Corona hat das Leben von uns allen durcheinandergeschüttelt. In sehr kurzer Zeit wurde jede(r) von uns auf sich selbst zurückgeworfen. Nichts war mehr wie zuvor.
Es gab und gibt viele Auswirkungen: Anfängliches Erschrecken und Angst, Zweifel und erstauntes Abwarten gingen über in Unsicherheit, tiefe Verunsicherung, auch Lähmung und Verzweiflung, manchen gelang es Stille zu halten, oder es waren ein Aushalten, Abwarten, und dabei auch Neugier… und was wird jetzt?
Für uns alle gab und gibt es täglich, wöchentlich, monatlich neue Informationen, die neue Verhaltensweisen, Hygieneregeln und körperlichen Abstand verlangten. Covid 19 organisiert und verbreitet sich auf eine Weise, die den Kern unserer tiefsten Bedürfnisse bedroht: Nähe, direkte Bezogenheit, freier Austausch, Intimität auch durch gemeinsam geteiltes Erleben und Miteinander Sein, im Kreis sitzen, singen, tanzen, sich anfassen… Was wird in Zukunft damit sein? Wie geht es weiter?
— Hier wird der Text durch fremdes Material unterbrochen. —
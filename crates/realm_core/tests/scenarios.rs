//! End-to-end behaviour of the scheduler, store and bus working together.

use std::sync::{Arc, Mutex};
use std::time::Duration;

use serde_json::json;

use realm_component::{Component, ComponentKind, Entity, EntityId, EntityMut, Query};
use realm_core::{
    CoreError, DuplicateEntityPolicy, FailureKind, Scheduler, SchedulerConfig, StopReason, System,
    SystemContext, SystemState, TickConfig, TickLoop, kinds,
};

type Calls = Arc<Mutex<Vec<(String, Vec<EntityId>)>>>;

fn tag(name: &str) -> Component {
    Component::custom(name, json!(null))
}

fn kind(name: &str) -> ComponentKind {
    ComponentKind::custom(name)
}

fn entity(tags: &[&str]) -> Entity {
    tags.iter().fold(Entity::new(), |e, name| e.with(tag(name)))
}

/// Records the entities each update receives.
struct Recorder {
    name: String,
    priority: i32,
    requires: Vec<ComponentKind>,
    calls: Calls,
    starts: Arc<Mutex<u32>>,
}

impl Recorder {
    fn new(name: &str, priority: i32, requires: &[&str], calls: &Calls) -> Self {
        Self {
            name: name.to_string(),
            priority,
            requires: requires.iter().map(|r| kind(r)).collect(),
            calls: Arc::clone(calls),
            starts: Arc::new(Mutex::new(0)),
        }
    }
}

impl System for Recorder {
    fn requirements(&self) -> &[ComponentKind] {
        &self.requires
    }

    fn priority(&self) -> i32 {
        self.priority
    }

    fn on_start(&mut self, _ctx: &mut SystemContext<'_>) -> anyhow::Result<()> {
        *self.starts.lock().unwrap() += 1;
        Ok(())
    }

    fn update(
        &mut self,
        _ctx: &mut SystemContext<'_>,
        entities: &mut [EntityMut<'_>],
    ) -> anyhow::Result<()> {
        let ids = entities.iter().map(EntityMut::id).collect();
        self.calls.lock().unwrap().push((self.name.clone(), ids));
        Ok(())
    }
}

struct AlwaysFails;

impl System for AlwaysFails {
    fn requirements(&self) -> &[ComponentKind] {
        &[]
    }

    fn update(
        &mut self,
        _ctx: &mut SystemContext<'_>,
        _entities: &mut [EntityMut<'_>],
    ) -> anyhow::Result<()> {
        anyhow::bail!("always fails")
    }
}

fn calls() -> Calls {
    Arc::new(Mutex::new(Vec::new()))
}

fn invoked(calls: &Calls) -> Vec<String> {
    calls.lock().unwrap().iter().map(|(name, _)| name.clone()).collect()
}

#[test]
fn test_only_matching_system_is_updated() {
    for register_high_first in [true, false] {
        let calls = calls();
        let mut scheduler = Scheduler::default();
        let low = Recorder::new("p5", 5, &["a"], &calls);
        let high = Recorder::new("p10", 10, &["b"], &calls);
        if register_high_first {
            scheduler.register_system("p10", high).unwrap();
            scheduler.register_system("p5", low).unwrap();
        } else {
            scheduler.register_system("p5", low).unwrap();
            scheduler.register_system("p10", high).unwrap();
        }
        scheduler.initialize().unwrap();
        let id = scheduler.add_entity(entity(&["a"])).unwrap();

        let report = scheduler.tick(Duration::from_millis(16));

        let recorded = calls.lock().unwrap().clone();
        assert_eq!(recorded, vec![("p5".to_string(), vec![id])]);
        assert_eq!(report.skipped, vec!["p10"]);
    }
}

#[test]
fn test_query_with_without() {
    let mut scheduler = Scheduler::default();
    scheduler.add_entity(entity(&["loc", "combat", "inv"])).unwrap();
    scheduler.add_entity(entity(&["loc", "combat"])).unwrap();
    let third = scheduler.add_entity(entity(&["loc", "inv"])).unwrap();

    let query = Query::new().with(kind("loc")).without(kind("combat"));
    assert_eq!(scheduler.query(&query), vec![third]);
}

#[test]
fn test_throwing_system_does_not_stop_siblings() {
    let calls = calls();
    let mut scheduler = Scheduler::default();
    scheduler.register_system("broken", AlwaysFails).unwrap();
    scheduler
        .register_system("sibling", Recorder::new("sibling", 0, &[], &calls))
        .unwrap();
    scheduler.initialize().unwrap();
    scheduler.add_entity(entity(&["a"])).unwrap();

    let report = scheduler.tick(Duration::from_millis(16));

    assert_eq!(report.failures.len(), 1);
    assert_eq!(invoked(&calls), vec!["sibling"]);
    let errors: Vec<_> = scheduler.bus().history_of(kinds::SYSTEM_ERROR).collect();
    assert_eq!(errors.len(), 1);
    assert_eq!(errors[0].payload["system"], "broken");
    assert_eq!(scheduler.system_state("broken"), Some(SystemState::Running));
}

#[tokio::test(start_paused = true)]
async fn test_tick_loop_survives_throwing_system() {
    let calls = calls();
    let mut scheduler = Scheduler::default();
    scheduler.register_system("broken", AlwaysFails).unwrap();
    scheduler
        .register_system("sibling", Recorder::new("sibling", 0, &[], &calls))
        .unwrap();
    scheduler.add_entity(entity(&["a"])).unwrap();

    let mut tick_loop = TickLoop::new(TickConfig {
        tick_rate: 20.0,
        max_ticks: 4,
        ..TickConfig::default()
    })
    .unwrap();
    let summary = tick_loop.run(&mut scheduler).await;

    assert_eq!(summary.reason, StopReason::MaxTicks);
    assert_eq!(summary.ticks, 4);
    assert_eq!(summary.failures, 4);
    assert!(scheduler.is_initialized());
    assert_eq!(invoked(&calls).len(), 4);
    assert_eq!(scheduler.bus().history_of(kinds::SYSTEM_ERROR).count(), 4);
    assert_eq!(scheduler.system_state("broken"), Some(SystemState::Running));
}

#[test]
fn test_double_initialize() {
    let calls = calls();
    let recorder = Recorder::new("a", 0, &[], &calls);
    let starts = Arc::clone(&recorder.starts);
    let mut scheduler = Scheduler::default();
    scheduler.register_system("a", recorder).unwrap();

    assert!(scheduler.initialize().is_ok());
    let err = scheduler.initialize().unwrap_err();
    assert!(matches!(err, CoreError::AlreadyInitialized));
    assert_eq!(err.kind(), FailureKind::Precondition);
    assert_eq!(*starts.lock().unwrap(), 1);
    assert_eq!(scheduler.system_state("a"), Some(SystemState::Running));
}

#[test]
fn test_structural_changes_wait_for_end_of_tick() {
    /// Despawns everything it sees and records what it saw.
    struct Despawner {
        requires: Vec<ComponentKind>,
        seen: Arc<Mutex<Vec<usize>>>,
    }

    impl System for Despawner {
        fn requirements(&self) -> &[ComponentKind] {
            &self.requires
        }

        fn update(
            &mut self,
            ctx: &mut SystemContext<'_>,
            entities: &mut [EntityMut<'_>],
        ) -> anyhow::Result<()> {
            self.seen.lock().unwrap().push(entities.len());
            for entity in entities.iter() {
                ctx.commands().despawn(entity.id());
            }
            Ok(())
        }
    }

    let seen = Arc::new(Mutex::new(Vec::new()));
    let mut scheduler = Scheduler::default();
    for name in ["first", "second"] {
        scheduler
            .register_system(
                name,
                Despawner {
                    requires: vec![kind("loc")],
                    seen: Arc::clone(&seen),
                },
            )
            .unwrap();
    }
    scheduler.initialize().unwrap();
    for _ in 0..3 {
        scheduler.add_entity(entity(&["loc"])).unwrap();
    }

    let report = scheduler.tick(Duration::ZERO);

    // Both systems saw the full snapshot; nothing was removed mid-tick.
    assert_eq!(*seen.lock().unwrap(), vec![3, 3]);
    assert_eq!(report.commands_applied, 6);
    assert_eq!(scheduler.entity_count(), 0);
    assert_eq!(scheduler.bus().history_of(kinds::ENTITY_REMOVED).count(), 3);
    scheduler.store().check_consistency().unwrap();
}

#[test]
fn test_removed_entity_leaves_no_trace() {
    let mut scheduler = Scheduler::default();
    let id = scheduler.add_entity(entity(&["loc", "combat"])).unwrap();

    assert!(scheduler.remove_entity(id));
    assert!(!scheduler.remove_entity(id));
    assert!(scheduler.get_entity(id).is_none());
    for name in ["loc", "combat"] {
        assert_eq!(scheduler.entities_with_component(&kind(name)).count(), 0);
    }
    scheduler.store().check_consistency().unwrap();
}

#[test]
fn test_index_tracks_every_mutation() {
    let mut scheduler = Scheduler::default();
    let a = scheduler.add_entity(entity(&["loc"])).unwrap();
    let b = scheduler.add_entity(entity(&["loc", "combat"])).unwrap();
    scheduler.store().check_consistency().unwrap();

    scheduler.insert_component(a, tag("combat")).unwrap();
    scheduler.store().check_consistency().unwrap();
    scheduler.remove_component(b, &kind("loc")).unwrap();
    scheduler.store().check_consistency().unwrap();
    scheduler.remove_entity(a);
    scheduler.store().check_consistency().unwrap();

    let with_combat: Vec<_> = scheduler.entities_with_component(&kind("combat")).collect();
    assert_eq!(with_combat, vec![b]);
    assert_eq!(scheduler.entities_with_component(&kind("loc")).count(), 0);
}

#[test]
fn test_update_order_follows_priority_and_shutdown_reverses_it() {
    /// Appends its name to a shared log on every hook.
    struct Ordered {
        name: &'static str,
        priority: i32,
        log: Arc<Mutex<Vec<String>>>,
    }

    impl System for Ordered {
        fn requirements(&self) -> &[ComponentKind] {
            &[]
        }

        fn priority(&self) -> i32 {
            self.priority
        }

        fn on_start(&mut self, _ctx: &mut SystemContext<'_>) -> anyhow::Result<()> {
            self.log.lock().unwrap().push(format!("start {}", self.name));
            Ok(())
        }

        fn on_stop(&mut self, _ctx: &mut SystemContext<'_>) -> anyhow::Result<()> {
            self.log.lock().unwrap().push(format!("stop {}", self.name));
            Ok(())
        }

        fn update(
            &mut self,
            _ctx: &mut SystemContext<'_>,
            _entities: &mut [EntityMut<'_>],
        ) -> anyhow::Result<()> {
            self.log.lock().unwrap().push(format!("update {}", self.name));
            Ok(())
        }
    }

    let log = Arc::new(Mutex::new(Vec::new()));
    let mut scheduler = Scheduler::default();
    for (name, priority) in [("c", 3), ("a", 1), ("b", 2), ("a2", 1)] {
        scheduler
            .register_system(
                name,
                Ordered {
                    name,
                    priority,
                    log: Arc::clone(&log),
                },
            )
            .unwrap();
    }
    scheduler.initialize().unwrap();
    scheduler.add_entity(Entity::new()).unwrap();
    scheduler.tick(Duration::ZERO);
    scheduler.shutdown().unwrap();

    assert_eq!(
        *log.lock().unwrap(),
        vec![
            "start a", "start a2", "start b", "start c",
            "update a", "update a2", "update b", "update c",
            "stop c", "stop b", "stop a2", "stop a",
        ]
    );
}

#[test]
fn test_unregister_unknown_leaves_others_alone() {
    let calls = calls();
    let mut scheduler = Scheduler::default();
    scheduler
        .register_system("a", Recorder::new("a", 0, &[], &calls))
        .unwrap();
    scheduler.initialize().unwrap();

    let err = scheduler.unregister_system("ghost").unwrap_err();
    assert!(matches!(err, CoreError::SystemNotFound(ref name) if name == "ghost"));
    assert_eq!(scheduler.registry().names(), vec!["a"]);
    assert_eq!(scheduler.system_state("a"), Some(SystemState::Running));
}

#[test]
fn test_duplicate_entity_policies() {
    let original = entity(&["loc"]);
    let id = original.id();
    let replacement = Entity::with_id(id).with(tag("combat"));

    let mut rejecting = Scheduler::default();
    rejecting.add_entity(original.clone()).unwrap();
    let err = rejecting.add_entity(replacement.clone()).unwrap_err();
    assert!(matches!(err, CoreError::DuplicateEntity(dup) if dup == id));
    assert!(rejecting.get_entity(id).unwrap().has(&kind("loc")));

    let config = SchedulerConfig::default().with_duplicate_entities(DuplicateEntityPolicy::Replace);
    let mut replacing = Scheduler::new(config);
    replacing.add_entity(original).unwrap();
    replacing.add_entity(replacement).unwrap();
    let stored = replacing.get_entity(id).unwrap();
    assert!(stored.has(&kind("combat")));
    assert!(!stored.has(&kind("loc")));
    assert_eq!(replacing.entity_count(), 1);
    replacing.store().check_consistency().unwrap();
}

#[test]
fn test_external_subscriber_sees_lifecycle_events() {
    let seen = Arc::new(Mutex::new(Vec::new()));
    let sink = Arc::clone(&seen);
    let mut scheduler = Scheduler::default();
    scheduler.bus_mut().subscribe(kinds::WILDCARD, move |event| {
        sink.lock().unwrap().push(event.kind.clone());
        Ok(())
    });

    let id = scheduler.add_entity(entity(&["loc"])).unwrap();
    scheduler.remove_entity(id);

    assert_eq!(
        *seen.lock().unwrap(),
        vec![kinds::ENTITY_ADDED, kinds::ENTITY_REMOVED]
    );
}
… und über und unter Allem liegt letztlich ein großes „Nicht-Wissen“. Wir sind es nicht gewohnt, uns dem Nichtwissen so ausgeliefert, so nackt, so verletzlich stellen zu müssen. Das fühlt sich an wie ein Ritt auf einem Drachen… Der Drache als heiliges, gefährliches, kraftvolles, unkontrollier- und unzähmbares Tier.
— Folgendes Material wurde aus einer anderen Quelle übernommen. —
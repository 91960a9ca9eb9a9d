//! Entity storage and the capability index.
//!
//! The [`EntityStore`] owns the canonical set of entities and an index from
//! capability kind to the identifiers of the entities currently carrying it.
//! The index is updated synchronously on every structural change, so for all
//! entities `e` and kinds `c`: `e ∈ index[c] ⟺ c ∈ e.components`. Empty index
//! buckets are pruned.
//!
//! The store is pure bookkeeping: it emits no events and runs no system hooks.
//! [`Scheduler`](crate::Scheduler) wraps it with those.

use std::collections::{HashMap, HashSet};

use realm_component::{Component, ComponentData, ComponentKind, Entity, EntityId, EntityMut, Query};

use crate::error::{CoreError, CoreResult};

/// The canonical entity set plus its capability index.
#[derive(Debug, Default)]
pub struct EntityStore {
    /// All live entities, keyed by identifier.
    entities: HashMap<EntityId, Entity>,
    /// Capability kind → identifiers of entities carrying it.
    index: HashMap<ComponentKind, HashSet<EntityId>>,
}

impl EntityStore {
    /// Create an empty store.
    #[must_use]
    pub fn new() -> Self {
        Self::default()
    }

    /// Register an entity and index every capability it carries.
    ///
    /// # Errors
    ///
    /// [`CoreError::DuplicateEntity`] if the identifier is already present;
    /// the store is left untouched.
    pub fn insert(&mut self, entity: Entity) -> CoreResult<EntityId> {
        let id = entity.id();
        if self.entities.contains_key(&id) {
            return Err(CoreError::DuplicateEntity(id));
        }
        for kind in entity.kinds() {
            self.index.entry(kind.clone()).or_default().insert(id);
        }
        self.entities.insert(id, entity);
        Ok(id)
    }

    /// Remove an entity and every index entry that refers to it.
    ///
    /// Returns the removed entity, or `None` if it did not exist.
    pub fn remove(&mut self, id: EntityId) -> Option<Entity> {
        let entity = self.entities.remove(&id)?;
        for kind in entity.kinds() {
            self.unindex(kind, id);
        }
        Some(entity)
    }

    fn unindex(&mut self, kind: &ComponentKind, id: EntityId) {
        if let Some(bucket) = self.index.get_mut(kind) {
            bucket.remove(&id);
            if bucket.is_empty() {
                self.index.remove(kind);
            }
        }
    }

    /// Attach a component to a stored entity, returning the one it replaced.
    ///
    /// # Errors
    ///
    /// [`CoreError::EntityNotFound`] if no such entity is stored.
    pub fn insert_component(
        &mut self,
        id: EntityId,
        component: impl Into<Component>,
    ) -> CoreResult<Option<Component>> {
        let entity = self
            .entities
            .get_mut(&id)
            .ok_or(CoreError::EntityNotFound(id))?;
        let component = component.into();
        let kind = component.kind();
        let previous = entity.insert(component);
        self.index.entry(kind).or_default().insert(id);
        Ok(previous)
    }

    /// Detach a component from a stored entity.
    ///
    /// # Errors
    ///
    /// [`CoreError::EntityNotFound`] if no such entity is stored.
    pub fn remove_component(
        &mut self,
        id: EntityId,
        kind: &ComponentKind,
    ) -> CoreResult<Option<Component>> {
        let entity = self
            .entities
            .get_mut(&id)
            .ok_or(CoreError::EntityNotFound(id))?;
        let removed = entity.remove(kind);
        if removed.is_some() {
            self.unindex(kind, id);
        }
        Ok(removed)
    }

    /// Returns a reference to an entity.
    #[must_use]
    pub fn get(&self, id: EntityId) -> Option<&Entity> {
        self.entities.get(&id)
    }

    #[must_use]
    pub fn contains(&self, id: EntityId) -> bool {
        self.entities.contains_key(&id)
    }

    /// Typed read access to one component of a stored entity.
    #[must_use]
    pub fn component<T: ComponentData>(&self, id: EntityId) -> Option<&T> {
        self.entities.get(&id).and_then(Entity::get::<T>)
    }

    /// Typed mutable access to one component payload. The component cannot be
    /// detached through this reference, so the index stays valid.
    pub fn component_mut<T: ComponentData>(&mut self, id: EntityId) -> Option<&mut T> {
        self.entities.get_mut(&id).and_then(Entity::get_mut::<T>)
    }

    /// Returns an iterator over all stored entities.
    pub fn iter(&self) -> impl Iterator<Item = &Entity> {
        self.entities.values()
    }

    /// Returns the identifiers of all stored entities.
    pub fn ids(&self) -> impl Iterator<Item = EntityId> + '_ {
        self.entities.keys().copied()
    }

    /// Returns the total number of stored entities.
    #[must_use]
    pub fn len(&self) -> usize {
        self.entities.len()
    }

    #[must_use]
    pub fn is_empty(&self) -> bool {
        self.entities.is_empty()
    }

    /// Identifiers of entities carrying `kind`. Empty for unknown kinds.
    pub fn entities_with_component(
        &self,
        kind: &ComponentKind,
    ) -> impl Iterator<Item = EntityId> + '_ {
        self.index.get(kind).into_iter().flatten().copied()
    }

    /// O(1) membership test against the index.
    #[must_use]
    pub fn has_component(&self, id: EntityId, kind: &ComponentKind) -> bool {
        self.index.get(kind).is_some_and(|bucket| bucket.contains(&id))
    }

    /// Number of entities carrying `kind`.
    #[must_use]
    pub fn count_with_component(&self, kind: &ComponentKind) -> usize {
        self.index.get(kind).map_or(0, HashSet::len)
    }

    /// Evaluate a query and return a snapshot of the matching identifiers.
    ///
    /// Candidates come from the smallest `with` bucket (or every entity when
    /// `with` is empty); each candidate is then checked against the full
    /// predicate through the index. The result is an owned snapshot, so
    /// later mutation of the store cannot duplicate or drop entries from it.
    #[must_use]
    pub fn query(&self, query: &Query) -> Vec<EntityId> {
        let candidates: Vec<EntityId> = if query.with.is_empty() {
            self.ids().collect()
        } else {
            let smallest = query
                .with
                .iter()
                .map(|kind| self.index.get(kind))
                .min_by_key(|bucket| bucket.map_or(0, HashSet::len));
            match smallest {
                Some(Some(bucket)) => bucket.iter().copied().collect(),
                _ => return Vec::new(),
            }
        };

        let mut matched: Vec<EntityId> = candidates
            .into_iter()
            .filter(|&id| query.matches_with(|kind| self.has_component(id, kind)))
            .collect();
        matched.sort_unstable();
        matched
    }

    /// Mutable views of every entity accepted by `filter`, ordered by id.
    ///
    /// The views expose payloads only; the index cannot be invalidated
    /// through them.
    pub fn matching_mut(&mut self, filter: impl Fn(&Entity) -> bool) -> Vec<EntityMut<'_>> {
        let mut matched: Vec<EntityMut<'_>> = self
            .entities
            .values_mut()
            .filter(|entity| filter(entity))
            .map(EntityMut::new)
            .collect();
        matched.sort_unstable_by_key(|view| view.id());
        matched
    }

    /// Verify the index invariant in both directions.
    ///
    /// Returns a description of the first inconsistency found.
    pub fn check_consistency(&self) -> Result<(), String> {
        for (kind, bucket) in &self.index {
            if bucket.is_empty() {
                return Err(format!("empty index bucket for '{kind}'"));
            }
            for id in bucket {
                match self.entities.get(id) {
                    None => return Err(format!("index '{kind}' refers to missing entity {id}")),
                    Some(entity) if !entity.has(kind) => {
                        return Err(format!("index '{kind}' lists {id}, which lacks it"));
                    }
                    Some(_) => {}
                }
            }
        }
        for entity in self.entities.values() {
            for kind in entity.kinds() {
                if !self.has_component(entity.id(), kind) {
                    return Err(format!("entity {} carries '{kind}' but is not indexed", entity.id()));
                }
            }
        }
        Ok(())
    }
}

#[cfg(test)]
mod tests {
    use realm_component::{Combat, Inventory, Location};

    use super::*;

    fn loc() -> ComponentKind {
        ComponentKind::Location
    }

    #[test]
    fn test_insert_indexes_components() {
        let mut store = EntityStore::new();
        let id = store
            .insert(Entity::new().with(Location::new("hall")).with(Combat::default()))
            .unwrap();
        assert_eq!(store.len(), 1);
        assert!(store.has_component(id, &loc()));
        assert!(store.has_component(id, &ComponentKind::Combat));
        assert_eq!(store.count_with_component(&loc()), 1);
        store.check_consistency().unwrap();
    }

    #[test]
    fn test_insert_rejects_duplicate_id() {
        let mut store = EntityStore::new();
        let entity = Entity::new().with(Location::new("hall"));
        let duplicate = Entity::with_id(entity.id()).with(Combat::default());
        store.insert(entity).unwrap();
        let err = store.insert(duplicate).unwrap_err();
        assert!(matches!(err, CoreError::DuplicateEntity(_)));
        assert_eq!(store.count_with_component(&ComponentKind::Combat), 0);
        store.check_consistency().unwrap();
    }

    #[test]
    fn test_remove_purges_index() {
        let mut store = EntityStore::new();
        let id = store
            .insert(Entity::new().with(Location::new("hall")).with(Inventory::default()))
            .unwrap();
        assert!(store.remove(id).is_some());
        assert!(store.get(id).is_none());
        assert_eq!(store.entities_with_component(&loc()).count(), 0);
        assert_eq!(store.count_with_component(&ComponentKind::Inventory), 0);
        assert!(store.remove(id).is_none());
        store.check_consistency().unwrap();
    }

    #[test]
    fn test_unknown_kind_is_empty() {
        let store = EntityStore::new();
        assert_eq!(
            store
                .entities_with_component(&ComponentKind::custom("nothing"))
                .count(),
            0
        );
    }

    #[test]
    fn test_component_insert_and_remove_keep_index() {
        let mut store = EntityStore::new();
        let id = store.insert(Entity::new()).unwrap();
        store.insert_component(id, Location::new("hall")).unwrap();
        assert!(store.has_component(id, &loc()));
        store.check_consistency().unwrap();

        let removed = store.remove_component(id, &loc()).unwrap();
        assert!(removed.is_some());
        assert!(!store.has_component(id, &loc()));
        assert!(store.remove_component(id, &loc()).unwrap().is_none());
        store.check_consistency().unwrap();
    }

    #[test]
    fn test_component_ops_on_missing_entity() {
        let mut store = EntityStore::new();
        let id = EntityId::new();
        assert!(matches!(
            store.insert_component(id, Location::new("hall")),
            Err(CoreError::EntityNotFound(_))
        ));
        assert!(matches!(
            store.remove_component(id, &loc()),
            Err(CoreError::EntityNotFound(_))
        ));
    }

    #[test]
    fn test_query_with_without_any() {
        let mut store = EntityStore::new();
        let full = store
            .insert(
                Entity::new()
                    .with(Location::new("a"))
                    .with(Combat::default())
                    .with(Inventory::default()),
            )
            .unwrap();
        let fighter = store
            .insert(Entity::new().with(Location::new("a")).with(Combat::default()))
            .unwrap();
        let carrier = store
            .insert(Entity::new().with(Location::new("a")).with(Inventory::default()))
            .unwrap();

        let q = Query::new().with(loc()).without(ComponentKind::Combat);
        assert_eq!(store.query(&q), vec![carrier]);

        let q = Query::new().any(ComponentKind::Combat);
        let mut expected = vec![full, fighter];
        expected.sort();
        assert_eq!(store.query(&q), expected);

        let q = Query::new().with(ComponentKind::Essence);
        assert!(store.query(&q).is_empty());
    }

    #[test]
    fn test_component_mut_changes_payload() {
        let mut store = EntityStore::new();
        let id = store.insert(Entity::new().with(Combat::default())).unwrap();
        store.component_mut::<Combat>(id).unwrap().damage(40);
        assert_eq!(store.component::<Combat>(id).unwrap().health, 60);
    }

    #[test]
    fn test_matching_mut_filters_and_orders() {
        let mut store = EntityStore::new();
        for _ in 0..4 {
            store.insert(Entity::new().with(Combat::default())).unwrap();
        }
        store.insert(Entity::new().with(Location::new("a"))).unwrap();

        let views = store.matching_mut(|e| e.has(&ComponentKind::Combat));
        assert_eq!(views.len(), 4);
        assert!(views.windows(2).all(|w| w[0].id() < w[1].id()));
    }
}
Und doch ist es jetzt genau die richtige Zeit, um diesem Nicht-Wissen Raum zu geben. Dem Nicht-Wissen einen Platz geben, in Geduld und mit offenem Herz und Geist, um zu spüren, welche Impulse da sind, und welche einfach nicht, welche Bewegungen gut tun, und welche sich starr, alt und überholt anfühlen. Was stimmt und was stimmt nicht (mehr)? Welche Identifikationen sind zerbrochen und was ist gut daran? Was sind meine Werte, die Quellen meiner Hoffnung? Wie kann es gelingen, die große Chance in dieser Krise zu ergreifen? Wie kann ich diesen fragilen, kostbaren und unerforschten Raum walten lassen, um Zukunft neu zu gestalten. Und wie kann ich mich der Zuversicht öffnen, der Zuversicht auf ein sinnvolles, erfülltes Leben, in dem ich mich ganz für mich und meine Gemeinschaften einbringe.
Darüber wollen wir im Council sprechen. Das Stadtcouncil ist jetzt genau der Ort, um den „Ritt auf dem Drachen“ einzuladen. Um dem Nicht-Wissen die Erlaubnis zu geben, da zu sein und sich zu äußern. Und wie in allen Krisen besonders spürbar, sind wir Menschen aufeinander angewiesen. Diese Krise mit ihren ganzen Verlusten und ständigen neuen Herausforderungen braucht kollektives Teilen, Fühlen und Handeln. Alle anderen so wichtigen Themen, die in der Stadtcouncil-Reihe ihren Niederschlag gefunden haben, sind darin eingebunden.